Orthopedic Sports Physicals: Key Before Students Hit the Field or Gym
Every year, more than 30 million kids and teens participate in organized sports programs throughout the United States. Nearly one-third will wind up with an injury that requires a doctor’s care. So before hitting the field, track or gym, a sports physical is often required -- and always recommended -- to be sure they can safely compete.
Why Have A Sports Physical?
A complete sports physical is made up of two parts. The medical (or well-check) physical looks at your child’s overall health— including heart, vision, lungs and both personal and family histories. The second part, an orthopedic physical, examines your child’s gait, balance and spine, and checks any previous injuries to assess the level of healing.
The ankle, knees, hands and elbows are most commonly injured when playing sports. It’s not only high-contact sports such as football and basketball to blame -- even gymnastics and tennis land high on the list.
What To Expect During an Orthopedic Physical
An orthopedic physical is a head-to-toe examination that takes a detailed look at your child’s growth and strength in relation to the activities in which they plan to participate. The exam may include:
Head and skull assessment: Reviews recovery from any previous concussions, broken nose or jaw, or other issues that might cause lingering pain or dizziness.

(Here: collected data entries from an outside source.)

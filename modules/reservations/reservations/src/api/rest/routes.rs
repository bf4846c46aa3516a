use std::sync::Arc;

use axum::routing::get;
use axum::{Extension, Router};
use utoipa::openapi::security::{HttpAuthScheme, HttpBuilder, SecurityScheme};
use utoipa::{Modify, OpenApi};

use super::handlers::{bookings, buses, drivers, passengers, trips};
use crate::domain::service::ReservationServices;

#[derive(OpenApi)]
#[openapi(
    paths(
        drivers::list_drivers, drivers::get_driver, drivers::create_driver,
        drivers::update_driver, drivers::delete_driver,
        buses::list_buses, buses::get_bus, buses::create_bus,
        buses::update_bus, buses::delete_bus,
        passengers::list_passengers, passengers::get_passenger, passengers::create_passenger,
        passengers::update_passenger, passengers::delete_passenger,
        trips::list_trips, trips::get_trip, trips::create_trip,
        trips::update_trip, trips::delete_trip,
        bookings::list_bookings, bookings::get_booking, bookings::create_booking,
        bookings::update_booking, bookings::delete_booking,
    ),
    modifiers(&BearerAuth),
    tags(
        (name = "drivers", description = "Bus drivers"),
        (name = "buses", description = "Fleet"),
        (name = "passengers", description = "Registered passengers"),
        (name = "trips", description = "Scheduled trips"),
        (name = "bookings", description = "Seat bookings on trips"),
    )
)]
pub struct ReservationsApiDoc;

struct BearerAuth;

impl Modify for BearerAuth {
    fn modify(&self, openapi: &mut utoipa::openapi::OpenApi) {
        let components = openapi.components.get_or_insert_with(Default::default);
        components.add_security_scheme(
            "bearer_auth",
            SecurityScheme::Http(
                HttpBuilder::new()
                    .scheme(HttpAuthScheme::Bearer)
                    .bearer_format("JWT")
                    .build(),
            ),
        );
    }
}

pub fn router(services: Arc<ReservationServices>) -> Router {
    Router::new()
        .route(
            "/drivers",
            get(drivers::list_drivers).post(drivers::create_driver),
        )
        .route(
            "/drivers/{id}",
            get(drivers::get_driver)
                .put(drivers::update_driver)
                .delete(drivers::delete_driver),
        )
        .route("/buses", get(buses::list_buses).post(buses::create_bus))
        .route(
            "/buses/{id}",
            get(buses::get_bus)
                .put(buses::update_bus)
                .delete(buses::delete_bus),
        )
        .route(
            "/passengers",
            get(passengers::list_passengers).post(passengers::create_passenger),
        )
        .route(
            "/passengers/{id}",
            get(passengers::get_passenger)
                .put(passengers::update_passenger)
                .delete(passengers::delete_passenger),
        )
        .route("/trips", get(trips::list_trips).post(trips::create_trip))
        .route(
            "/trips/{id}",
            get(trips::get_trip)
                .put(trips::update_trip)
                .delete(trips::delete_trip),
        )
        .route(
            "/bookings",
            get(bookings::list_bookings).post(bookings::create_booking),
        )
        .route(
            "/bookings/{id}",
            get(bookings::get_booking)
                .put(bookings::update_booking)
                .delete(bookings::delete_booking),
        )
        .layer(Extension(services))
}
use axum::{extract::Request, middleware::Next, response::Response};
use http::{HeaderName, HeaderValue};
use tower_http::request_id::{MakeRequestId, RequestId};

pub const X_REQUEST_ID: &str = "x-request-id";

#[must_use]
pub fn header() -> HeaderName {
    HeaderName::from_static(X_REQUEST_ID)
}

/// Request id as seen by handlers.
#[derive(Debug, Clone, PartialEq, Eq)]
pub struct XRequestId(pub String);

/// Generates a random v4 uuid for requests that arrive without an id.
#[derive(Debug, Clone, Copy, Default)]
pub struct MakeReqId;

impl MakeRequestId for MakeReqId {
    fn make_request_id<B>(&mut self, _req: &http::Request<B>) -> Option<RequestId> {
        HeaderValue::from_str(&uuid::Uuid::new_v4().to_string())
            .ok()
            .map(RequestId::new)
    }
}

/// Copies the `x-request-id` header into request extensions.
pub async fn push_req_id_to_extensions(mut req: Request, next: Next) -> Response {
    let rid = req
        .headers()
        .get(X_REQUEST_ID)
        .and_then(|v| v.to_str().ok())
        .map(str::to_owned);
    if let Some(rid) = rid {
        req.extensions_mut().insert(XRequestId(rid));
    }
    next.run(req).await
}
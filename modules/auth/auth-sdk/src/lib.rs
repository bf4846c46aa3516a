//! Auth SDK
//!
//! Contract shared between the auth module and its consumers (primarily the
//! API gateway):
//!
//! - [`IdentityStore`] - keyed lookup of principals by login
//! - [`TokenVerifier`] - bearer token verification
//! - [`Principal`] / [`NewPrincipal`] - principal model
//! - [`InvalidToken`] / [`IdentityStoreError`] - error types

pub mod api;
pub mod error;
pub mod models;

pub use api::{IdentityStore, TokenVerifier};
pub use error::{IdentityStoreError, InvalidToken};
pub use models::{DEFAULT_ROLE, NewPrincipal, Principal};
use bustation_http::Problem;
use http::StatusCode;

use crate::domain::error::DomainError;

/// Map domain errors to RFC 9457 problems.
///
/// Unknown logins and wrong secrets produce byte-identical responses.
pub fn domain_error_to_problem(err: DomainError) -> Problem {
    match err {
        DomainError::UnknownPrincipal | DomainError::BadCredentials => Problem::new(
            StatusCode::UNAUTHORIZED,
            "Unauthorized",
            "Invalid credentials",
        ),

        DomainError::DuplicateLogin { login } => Problem::new(
            StatusCode::CONFLICT,
            "Conflict",
            format!("Login '{login}' already exists"),
        ),

        DomainError::Validation { field, message } => Problem::new(
            StatusCode::BAD_REQUEST,
            "Validation Failed",
            format!("{field}: {message}"),
        )
        .with_violation(field, message),

        DomainError::Store { message } | DomainError::Internal { message } => {
            tracing::error!(error = %message, "auth request failed");
            Problem::new(
                StatusCode::INTERNAL_SERVER_ERROR,
                "Internal Server Error",
                "An internal error occurred",
            )
        }
    }
}

impl From<DomainError> for Problem {
    fn from(e: DomainError) -> Self {
        domain_error_to_problem(e)
    }
}

#[cfg(test)]
mod tests {
    use super::*;

    #[test]
    fn credential_failures_are_indistinguishable() {
        let unknown = domain_error_to_problem(DomainError::UnknownPrincipal);
        let bad = domain_error_to_problem(DomainError::BadCredentials);
        assert_eq!(unknown, bad);
        assert_eq!(unknown.status, 401);
    }

    #[test]
    fn duplicate_login_names_the_login() {
        let p = domain_error_to_problem(DomainError::DuplicateLogin {
            login: "u2".to_owned(),
        });
        assert_eq!(p.status, 409);
        assert!(p.detail.contains("u2"));
    }

    #[test]
    fn internal_details_are_hidden() {
        let p = domain_error_to_problem(DomainError::Store {
            message: "shard 3 poisoned".to_owned(),
        });
        assert_eq!(p.status, 500);
        assert!(!p.detail.contains("shard"));
    }
}
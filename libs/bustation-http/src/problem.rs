use axum::Json;
use axum::response::{IntoResponse, Response};
use http::{HeaderValue, StatusCode, header};
use serde::{Deserialize, Serialize};
use utoipa::ToSchema;

pub const APPLICATION_PROBLEM_JSON: &str = "application/problem+json";

/// RFC 9457 problem details body.
#[derive(Debug, Clone, PartialEq, Eq, Serialize, Deserialize, ToSchema)]
pub struct Problem {
    #[serde(rename = "type")]
    pub type_url: String,
    pub title: String,
    pub status: u16,
    pub detail: String,
    #[serde(default, skip_serializing_if = "Option::is_none")]
    pub instance: Option<String>,
    #[serde(default, skip_serializing_if = "Option::is_none")]
    pub trace_id: Option<String>,
    /// Field-level validation failures.
    #[serde(default, skip_serializing_if = "Vec::is_empty")]
    pub errors: Vec<FieldViolation>,
}

#[derive(Debug, Clone, PartialEq, Eq, Serialize, Deserialize, ToSchema)]
pub struct FieldViolation {
    pub field: String,
    pub message: String,
}

impl Problem {
    pub fn new(status: StatusCode, title: impl Into<String>, detail: impl Into<String>) -> Self {
        Self {
            type_url: "about:blank".to_owned(),
            title: title.into(),
            status: status.as_u16(),
            detail: detail.into(),
            instance: None,
            trace_id: None,
            errors: Vec::new(),
        }
    }

    #[must_use]
    pub fn with_type(mut self, type_url: impl Into<String>) -> Self {
        self.type_url = type_url.into();
        self
    }

    #[must_use]
    pub fn with_instance(mut self, instance: impl Into<String>) -> Self {
        self.instance = Some(instance.into());
        self
    }

    #[must_use]
    pub fn with_trace_id(mut self, trace_id: impl Into<String>) -> Self {
        self.trace_id = Some(trace_id.into());
        self
    }

    #[must_use]
    pub fn with_violation(mut self, field: impl Into<String>, message: impl Into<String>) -> Self {
        self.errors.push(FieldViolation {
            field: field.into(),
            message: message.into(),
        });
        self
    }

    pub fn status_code(&self) -> StatusCode {
        StatusCode::from_u16(self.status).unwrap_or(StatusCode::INTERNAL_SERVER_ERROR)
    }
}

impl IntoResponse for Problem {
    fn into_response(self) -> Response {
        let status = self.status_code();
        let mut response = (status, Json(self)).into_response();
        response.headers_mut().insert(
            header::CONTENT_TYPE,
            HeaderValue::from_static(APPLICATION_PROBLEM_JSON),
        );
        response
    }
}

#[cfg(test)]
mod tests {
    use http_body_util::BodyExt;

    use super::*;

    #[tokio::test]
    async fn renders_problem_json() {
        let problem = Problem::new(StatusCode::CONFLICT, "Conflict", "login 'ana' is taken")
            .with_instance("/auth/register");

        let response = problem.into_response();
        assert_eq!(response.status(), StatusCode::CONFLICT);
        assert_eq!(
            response.headers().get(header::CONTENT_TYPE).unwrap(),
            APPLICATION_PROBLEM_JSON
        );

        let body = response.into_body().collect().await.unwrap().to_bytes();
        let json: serde_json::Value = serde_json::from_slice(&body).unwrap();
        assert_eq!(json["type"], "about:blank");
        assert_eq!(json["status"], 409);
        assert_eq!(json["instance"], "/auth/register");
        assert!(json.get("errors").is_none());
        assert!(json.get("trace_id").is_none());
    }

    #[test]
    fn violations_accumulate() {
        let problem = Problem::new(StatusCode::BAD_REQUEST, "Validation Failed", "invalid body")
            .with_violation("plate", "must look like ABC-1234")
            .with_violation("capacity", "must be between 10 and 100");

        assert_eq!(problem.errors.len(), 2);
        assert_eq!(problem.errors[0].field, "plate");
    }

    #[test]
    fn unknown_status_falls_back_to_500() {
        let mut problem = Problem::new(StatusCode::OK, "odd", "odd");
        problem.status = 1000;
        assert_eq!(problem.status_code(), StatusCode::INTERNAL_SERVER_ERROR);
    }
}
pub mod error;
pub mod repo;
pub mod resource;
pub mod service;
pub mod validation;
use serde::Deserialize;

/// Reservations module configuration.
#[derive(Debug, Clone, Deserialize)]
#[serde(default, deny_unknown_fields)]
pub struct ReservationsConfig {
    /// Page size used when a list request does not name one.
    pub default_page_size: u32,
    /// Upper bound for requested page sizes; larger requests are clamped.
    pub max_page_size: u32,
}

impl Default for ReservationsConfig {
    fn default() -> Self {
        Self {
            default_page_size: 20,
            max_page_size: 100,
        }
    }
}
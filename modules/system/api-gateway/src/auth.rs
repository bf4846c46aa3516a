use std::sync::Arc;

use auth_sdk::{IdentityStore, TokenVerifier};
use axum::extract::{Request, State};
use axum::middleware::Next;
use axum::response::{IntoResponse, Response};
use bustation_http::Problem;
use bustation_security::SecurityContext;
use http::{HeaderMap, StatusCode, header};

use crate::config::ApiGatewayConfig;

const BEARER_PREFIX: &str = "Bearer ";

/// Whether a route requires authentication.
#[derive(Debug, Clone, Copy, PartialEq, Eq)]
pub enum AuthRequirement {
    /// No authentication required (public route).
    None,
    /// Authentication required.
    Required,
}

/// Public/protected split of the URL space.
///
/// A prefix matches on whole path segments: `/auth` covers `/auth` and
/// `/auth/login` but not `/authors`.
#[derive(Debug, Clone)]
pub struct RoutePolicy {
    public_prefixes: Arc<[String]>,
    require_auth_by_default: bool,
}

impl RoutePolicy {
    pub fn new<I, S>(public_prefixes: I, require_auth_by_default: bool) -> Self
    where
        I: IntoIterator<Item = S>,
        S: AsRef<str>,
    {
        let public_prefixes = public_prefixes
            .into_iter()
            .map(|p| p.as_ref().trim_end_matches('/').to_owned())
            .collect();
        Self {
            public_prefixes,
            require_auth_by_default,
        }
    }

    #[must_use]
    pub fn from_config(cfg: &ApiGatewayConfig) -> Self {
        Self::new(&cfg.public_prefixes, cfg.require_auth_by_default)
    }

    pub fn is_public(&self, path: &str) -> bool {
        self.public_prefixes.iter().any(|prefix| {
            path.strip_prefix(prefix.as_str())
                .is_some_and(|rest| rest.is_empty() || rest.starts_with('/'))
        })
    }

    /// Resolve the authentication requirement for a request path.
    pub fn resolve(&self, path: &str) -> AuthRequirement {
        if self.require_auth_by_default && !self.is_public(path) {
            AuthRequirement::Required
        } else {
            AuthRequirement::None
        }
    }
}

/// Shared state for the authentication middleware.
#[derive(Clone)]
pub struct AuthState {
    pub tokens: Arc<dyn TokenVerifier>,
    pub identities: Arc<dyn IdentityStore>,
    pub policy: RoutePolicy,
}

/// Extract the bearer token from the `Authorization` header.
///
/// Only the exact `Bearer ` prefix is accepted.
pub fn extract_bearer_token(headers: &HeaderMap) -> Option<&str> {
    headers
        .get(header::AUTHORIZATION)
        .and_then(|v| v.to_str().ok())
        .and_then(|s| s.strip_prefix(BEARER_PREFIX))
}

/// Resolve the caller behind a request's bearer token.
///
/// Returns `None` for a missing or rejected token, for a subject that no
/// longer exists and for identity store failures. None of these reject the
/// request here; that decision belongs to [`authz_middleware`].
pub async fn authenticate(state: &AuthState, headers: &HeaderMap) -> Option<SecurityContext> {
    let token = extract_bearer_token(headers)?;

    let login = match state.tokens.verify(token) {
        Ok(login) => login,
        Err(err) => {
            tracing::debug!(%err, "bearer token rejected");
            return None;
        }
    };

    match state.identities.find_by_login(&login).await {
        Ok(Some(principal)) => Some(
            SecurityContext::builder()
                .subject(&principal.login)
                .authority(&principal.role)
                .bearer_token(token.to_owned())
                .build(),
        ),
        Ok(None) => {
            tracing::debug!(login = %login, "token subject not found");
            None
        }
        Err(err) => {
            tracing::error!(error = %err, "identity lookup failed during authentication");
            None
        }
    }
}

/// Request authenticator.
///
/// Every request leaves with a [`SecurityContext`] installed. Public paths
/// get the anonymous context without any header being read. On other paths
/// the resolved caller is installed, or the anonymous context when there is
/// none. The request is always forwarded.
pub async fn authn_middleware(
    State(state): State<AuthState>,
    mut req: Request,
    next: Next,
) -> Response {
    let ctx = if state.policy.is_public(req.uri().path()) {
        SecurityContext::anonymous()
    } else {
        authenticate(&state, req.headers())
            .await
            .unwrap_or_else(SecurityContext::anonymous)
    };
    req.extensions_mut().insert(ctx);
    next.run(req).await
}

/// Access policy check. Runs inside [`authn_middleware`].
///
/// A protected path without an authenticated caller gets `401`. The
/// response does not reveal whether a token was missing or rejected.
pub async fn authz_middleware(
    State(policy): State<RoutePolicy>,
    req: Request,
    next: Next,
) -> Response {
    if policy.resolve(req.uri().path()) == AuthRequirement::None {
        return next.run(req).await;
    }

    let authenticated = req
        .extensions()
        .get::<SecurityContext>()
        .is_some_and(SecurityContext::is_authenticated);
    if authenticated {
        next.run(req).await
    } else {
        unauthorized().into_response()
    }
}

fn unauthorized() -> Problem {
    Problem::new(
        StatusCode::UNAUTHORIZED,
        "Unauthorized",
        "Full authentication is required to access this resource",
    )
}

Neck and spinal exam: Evaluates range of motion, identifies any signs of scoliosis and, if so, determines the severity and any potential impediment to movement.
Musculoskeletal review: Evaluates shoulders, elbows, hands, wrists, fingers, knees, ankles and feet. Scans for flexibility and strength, and it flags any potential roadblocks such as different leg lengths or delayed bone development.
The doctor will look for anything that might affect balance, coordination, strength and mobility, as well as how well the child’s body has healed from any previous damage. The orthopedist also will look for any physical issues that might make a sports injury more likely or more severe.
What This Exam Tells You
The goals of both the medical and orthopedic sports physicals are the same: to compile information to help student athletes -- along with their trainers, coaches and parents -- make the best decisions, given each child’s individual abilities and challenges. Are there any issues requiring a follow-up evaluation, such as an X-ray or MRI? Will specialized exercises be needed to build up muscles or flexibility? Has last season’s injury healed correctly?
The results of a sports physical will help your child bring their team home the win — safely.